EXERCISE DETAILS: Across the entries below, work out how many lines contain "bail". Respond with the number and no other text.
════════════════
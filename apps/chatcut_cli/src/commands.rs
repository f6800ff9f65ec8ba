use anyhow::{anyhow, bail, Context, Result};
use chatcut_core::types::{Project, TimeUs};
use std::path::PathBuf;
use uuid::Uuid;

/// One line of REPL input.
#[derive(Debug, Clone, PartialEq)]
pub enum Command {
    Help,
    Media,
    Timeline,
    Add { media: String, at: TimeUs },
    Cut { clip: String, at: TimeUs },
    Move { clip: String, to: TimeUs },
    Delete { clip: String },
    Range { start: TimeUs, end: TimeUs },
    Duration(TimeUs),
    Play,
    Pause,
    Seek(TimeUs),
    Export(PathBuf),
    Save(PathBuf),
    Load(PathBuf),
    Prune,
    Quit,
    Chat(String),
}

pub const HELP: &str = "\
Commands:
  /media                     list imported media
  /timeline                  list clips (numbered)
  /add <media> <secs>        drop media #n (or id) at a time
  /cut <clip> <secs>         split clip #n at a timeline time
  /move <clip> <secs>        move clip #n to start at a time
  /delete <clip>             remove clip #n
  /range <start> <end>       set the assistant's selection range
  /duration <secs>           set the project length
  /play  /pause  /seek <secs>
  /export <file.mp4>         render the timeline
  /save <file>  /load <file>
  /prune                     drop derived media no clip uses
  /quit
Anything else is sent to the assistant.";

fn time_arg(raw: Option<&str>, what: &str) -> Result<TimeUs> {
    let raw = raw.ok_or_else(|| anyhow!("missing {what}"))?;
    let secs: f64 = raw
        .parse()
        .with_context(|| format!("{what} must be a number of seconds, got {raw:?}"))?;
    Ok(TimeUs::try_from_seconds(secs, what)?)
}

fn word_arg(raw: Option<&str>, what: &str) -> Result<String> {
    raw.map(str::to_string)
        .ok_or_else(|| anyhow!("missing {what}"))
}

fn path_arg(rest: &str, what: &str) -> Result<PathBuf> {
    let rest = rest.trim();
    if rest.is_empty() {
        bail!("missing {what}");
    }
    Ok(PathBuf::from(rest))
}

impl Command {
    pub fn parse(line: &str) -> Result<Command> {
        let line = line.trim();
        let Some(body) = line.strip_prefix('/') else {
            return Ok(Command::Chat(line.to_string()));
        };

        let (name, rest) = body.split_once(' ').unwrap_or((body, ""));
        let mut words = rest.split_whitespace();
        let cmd = match name {
            "help" | "h" => Command::Help,
            "media" => Command::Media,
            "timeline" | "tl" => Command::Timeline,
            "add" => Command::Add {
                media: word_arg(words.next(), "media")?,
                at: time_arg(words.next(), "time")?,
            },
            "cut" => Command::Cut {
                clip: word_arg(words.next(), "clip")?,
                at: time_arg(words.next(), "cut point")?,
            },
            "move" => Command::Move {
                clip: word_arg(words.next(), "clip")?,
                to: time_arg(words.next(), "start")?,
            },
            "delete" | "rm" => Command::Delete {
                clip: word_arg(words.next(), "clip")?,
            },
            "range" => Command::Range {
                start: time_arg(words.next(), "start")?,
                end: time_arg(words.next(), "end")?,
            },
            "duration" => Command::Duration(time_arg(words.next(), "duration")?),
            "play" => Command::Play,
            "pause" => Command::Pause,
            "seek" => Command::Seek(time_arg(words.next(), "time")?),
            "export" => Command::Export(path_arg(rest, "output path")?),
            "save" => Command::Save(path_arg(rest, "path")?),
            "load" => Command::Load(path_arg(rest, "path")?),
            "prune" => Command::Prune,
            "quit" | "q" | "exit" => Command::Quit,
            other => bail!("unknown command /{other} (try /help)"),
        };
        Ok(cmd)
    }
}

/// A clip by its 1-based position in timeline order, or by id.
pub fn resolve_clip(project: &Project, reference: &str) -> Result<Uuid> {
    if let Ok(id) = Uuid::parse_str(reference) {
        return Ok(id);
    }
    let n: usize = reference
        .trim_start_matches('#')
        .parse()
        .with_context(|| format!("{reference:?} is neither a clip number nor an id"))?;
    ordered_clips(project)
        .get(n.wrapping_sub(1))
        .copied()
        .ok_or_else(|| anyhow!("no clip #{n}"))
}

/// Visible media by 1-based position, or any media by id.
pub fn resolve_media(project: &Project, reference: &str) -> Result<Uuid> {
    if let Ok(id) = Uuid::parse_str(reference) {
        return Ok(id);
    }
    let n: usize = reference
        .trim_start_matches('#')
        .parse()
        .with_context(|| format!("{reference:?} is neither a media number nor an id"))?;
    project
        .media
        .visible()
        .nth(n.wrapping_sub(1))
        .map(|m| m.id)
        .ok_or_else(|| anyhow!("no media #{n}"))
}

/// Convert a timeline time into the clip-relative cut point the engine takes.
pub fn cut_point_at(project: &Project, clip_id: Uuid, at: TimeUs) -> Result<TimeUs> {
    let clip = project.timeline.clip(clip_id)?;
    if at <= clip.track_start_us || at >= clip.end_us() {
        bail!(
            "{at} is outside clip {clip_id} ({} - {})",
            clip.track_start_us,
            clip.end_us()
        );
    }
    Ok(at - clip.track_start_us)
}

/// Clip ids sorted by start time across all tracks, the numbering `/timeline` prints.
pub fn ordered_clips(project: &Project) -> Vec<Uuid> {
    let mut clips: Vec<_> = project.timeline.clips().collect();
    clips.sort_by_key(|c| (c.track_start_us, c.id));
    clips.into_iter().map(|c| c.id).collect()
}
════════════════
FINISHED EXERCISE: 4